Temperatures are rising across the globe and breaking records everywhere.
A third of the U.S. was under excessive heat warnings this week as domes of high pressure that trap hot air—otherwise known as heat domes—have led to temperatures hitting 100°F across the South and Southwest regions of the U.S.
Things aren’t much better across the Atlantic. Scientists say that because of climate change, Madrid, Paris, Rome, and London are all preparing for their own heat domes. France, which just recorded its hottest May ever, observed its earliest 40°C (104°F) in recorded history in June.
“Climate change is a real game-changer when it comes to heat waves. They have increased in frequency, intensity and duration across the world because of our burning of fossil fuels,” Friederike Otto, climatologist, and professor at the University of Oxford’s global climate science program told Fortune.
She notes many studies have shown that heat waves have increased in frequency by a factor of 100 or more from human-caused climate change, grimly noting that “heatwaves are also by a very large margin the deadliest extreme weather events in Europe.”

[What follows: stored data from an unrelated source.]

// src/board_service.rs

use std::sync::Arc;

use log::{error, info, warn};
use tokio::sync::{mpsc, oneshot, Mutex, MutexGuard};

use crate::board::{BoardController, Mutation, NotificationLevel};
use crate::error::{BoardError, Result};
use crate::persistence::TaskRepository;
use crate::task_store::TaskStore;

/// Work for the storage writer, answered through `done`.
enum StorageJob {
    Mirror {
        mutation: Mutation,
        done: oneshot::Sender<()>,
    },
    Refresh {
        done: oneshot::Sender<Result<usize>>,
    },
}

/// Pairs the board with remote task storage.
///
/// Gestures are applied to the local board first. Their remote writes are
/// queued while the board lock is still held, so storage sees them in the
/// order they were applied locally; a single writer task sends them one at a
/// time and reconciles (success) or rolls back (failure) under the lock
/// again. Refreshes go through the same queue.
pub struct BoardService {
    board: Arc<Mutex<BoardController>>,
    jobs: mpsc::UnboundedSender<StorageJob>,
}

impl BoardService {
    /// Build the board from the repository's current contents and start its
    /// storage writer. Must be called inside a tokio runtime.
    pub async fn load(repo: Arc<dyn TaskRepository>) -> Result<Self> {
        let tasks = repo.fetch_all().await?;
        info!("Board loaded with {} tasks", tasks.len());

        let board = Arc::new(Mutex::new(BoardController::new(TaskStore::with_tasks(tasks))));
        let (jobs, queue) = mpsc::unbounded_channel();
        let writer = StorageWriter {
            board: board.clone(),
            repo,
        };
        tokio::spawn(writer.run(queue));

        Ok(BoardService { board, jobs })
    }

    pub async fn lock(&self) -> MutexGuard<'_, BoardController> {
        self.board.lock().await
    }

    /// Run a board operation and mirror whatever it committed. Returns once
    /// storage has answered the write.
    pub async fn apply<F>(&self, op: F) -> Option<Mutation>
    where
        F: FnOnce(&mut BoardController) -> Option<Mutation>,
    {
        let (mutation, stale, written) = {
            let mut board = self.board.lock().await;
            let mutation = op(&mut *board);
            let written = match &mutation {
                Some(mutation) => self.enqueue(&mut *board, mutation.clone()),
                None => None,
            };
            (mutation, board.take_stale(), written)
        };

        if let Some(written) = written {
            if written.await.is_err() {
                warn!("storage writer dropped a write before answering");
            }
        }
        if stale || self.board.lock().await.take_stale() {
            if let Err(e) = self.refresh().await {
                error!("Refresh after stale board failed: {}", e);
            }
        }
        mutation
    }

    /// Queue the remote write. Called with the board locked so the queue
    /// order is the local apply order.
    fn enqueue(&self, board: &mut BoardController, mutation: Mutation) -> Option<oneshot::Receiver<()>> {
        let (done, written) = oneshot::channel();
        let job = StorageJob::Mirror {
            mutation: mutation.clone(),
            done,
        };
        match self.jobs.send(job) {
            Ok(()) => {
                board.track_write(mutation);
                Some(written)
            }
            Err(_) => {
                error!("storage writer is gone, {} stays local", mutation.task().task_id);
                board.handle_error(BoardError::Persistence("storage is unavailable".into()));
                None
            }
        }
    }

    /// Re-fetch everything from the repository and replace the local tasks.
    /// Runs after every write queued before it; writes queued after it are
    /// replayed over the fetched list.
    pub async fn refresh(&self) -> Result<usize> {
        let (done, answer) = oneshot::channel();
        self.jobs
            .send(StorageJob::Refresh { done })
            .map_err(|_| BoardError::Persistence("storage writer stopped".into()))?;
        answer
            .await
            .map_err(|_| BoardError::Persistence("storage writer stopped".into()))?
    }
}

/// Sends queued jobs to the repository one at a time.
struct StorageWriter {
    board: Arc<Mutex<BoardController>>,
    repo: Arc<dyn TaskRepository>,
}

impl StorageWriter {
    async fn run(self, mut queue: mpsc::UnboundedReceiver<StorageJob>) {
        while let Some(job) = queue.recv().await {
            match job {
                StorageJob::Mirror { mutation, done } => {
                    self.persist(&mutation).await;
                    let _ = done.send(());
                }
                StorageJob::Refresh { done } => {
                    let _ = done.send(self.refresh().await);
                }
            }
        }
        info!("Storage writer stopped");
    }

    async fn persist(&self, mutation: &Mutation) {
        let result = match mutation {
            Mutation::Created { task } => self.repo.create(task.clone()).await.map(Some),
            Mutation::Replaced { current, .. } => self
                .repo
                .replace(&current.task_id, current.clone())
                .await
                .map(Some),
            Mutation::Removed { task, .. } => self.repo.remove(&task.task_id).await.map(|_| None),
        };

        let mut board = self.board.lock().await;
        board.settle_write();
        match result {
            Ok(Some(remote)) => board.reconcile(mutation, remote),
            Ok(None) => {}
            Err(e) => {
                error!("Remote write for {} failed: {}", mutation.task().task_id, e);
                board.rollback(mutation);
                match e {
                    BoardError::NotFound { .. } => board.handle_error(e),
                    other => board.handle_error(BoardError::Persistence(other.to_string())),
                }
            }
        }
    }

    async fn refresh(&self) -> Result<usize> {
        let tasks = match self.repo.fetch_all().await {
            Ok(tasks) => tasks,
            Err(e) => {
                let mut board = self.board.lock().await;
                board.notify(NotificationLevel::Error, format!("Could not reload tasks: {}", e));
                return Err(e);
            }
        };
        let count = tasks.len();
        let mut board = self.board.lock().await;
        board.reload(tasks);
        board.take_stale();
        info!("Board refreshed with {} tasks", count);
        Ok(count)
    }
}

Heatwaves are increasing in frequency and deadliness across Europe, America, Africa, and Asia as a direct result of human-made climate change. And as heat waves become the norm for summer, it could transform everything from our health to our pocketbooks.
How it affects our bodies
While there have been heatwaves in the past, scientists say that if global warming isn’t curbed, the current record-breaking heat waves will become a summertime norm.
“Heatwaves are not a new phenomenon but the fingerprints of climate change are all over these new heat records” Scott Duncan a meteorologist based in Scotland told Fortune.
Scientists have been trying for years to drill down on the ways living in a hotter world can destroy our bodies.
“We don’t know what the long-term consequences of getting up every day, working for three hours in nearly deadly heat, sweating like crazy, and then going back home are,” Matthew Huber, a climate scientist at Purdue University, recently told the New York Times.
Excessive heat has been correlated with cardiovascular and kidney failure, high blood pressure, asthma, and multiple sclerosis. It has been found to damage our organs and cells, and our DNA. Extreme heat also impairs our motor functions, disrupts sleep, and is linked to greater crime, anxiety, depression, and suicide.
In light of the recent heat waves, governments around the world have started to cancel events and set new policies to keep people safe. Concerts and large public gatherings have been called off in Bordeaux, France. School districts across the U.S. have canceled schools or switched to half days to avoid the hot hours.
The heat is also affecting livestock. An estimated 2,000 cows died in Kansas on Wednesday sweltering in the heat.
But even though heat is getting more extreme, warning people about the dangerous weather is difficult.
“It is hard to get people to react the appropriate way when you’re talking about something that’s unprecedented in their lifetime or their grandparent’s lifetime,” Duncan tells Fortune.
How it affects our economics
Extreme heat waves are also adding pressure to already-volatile commodity markets, and impacting the world’s food and fuel supplies.
Russian’s invasion of Ukraine, and the subsequent disruption in wheat and gas markets, has helped push global inflation to the highest levels seen in decades.
Heat waves in Europe have pushed demand for electricity because of air conditioners, but rices for that energy in France and Germany are already at record highs, Bloomberg reports. That means that people might have to choose between overheating and paying their bills.
There’s also a risk that grain harvests from France, Spain, and Portugal might also be curbed even more due to the heat, according to Paris-based agriculture analyst Agritel.
The grain market is already playing catch up from the war in Ukraine, which has left millions of tons of grain stuck in ports or destroyed by Russian forces, and the world is counting on grain farmers in Europe to produce a sizeable output to feed Europe.
There is also fear of a repeat of what happened in India, which has banned exports of wheat from its own country after heat waves in the north wiped out those crops.
And on top of global economic fears, small businesses are also finding the heat waves difficult to manage—especially as they look to recoup the losses from the pandemic.
“June is one of the best months for us, so a heat wave right now is no good for business,” the manager of Terraza Colon cafe in Madrid, Daniel Benito told Bloomberg. “It’s just impossible to plan and run a business with such extreme weather,” he said.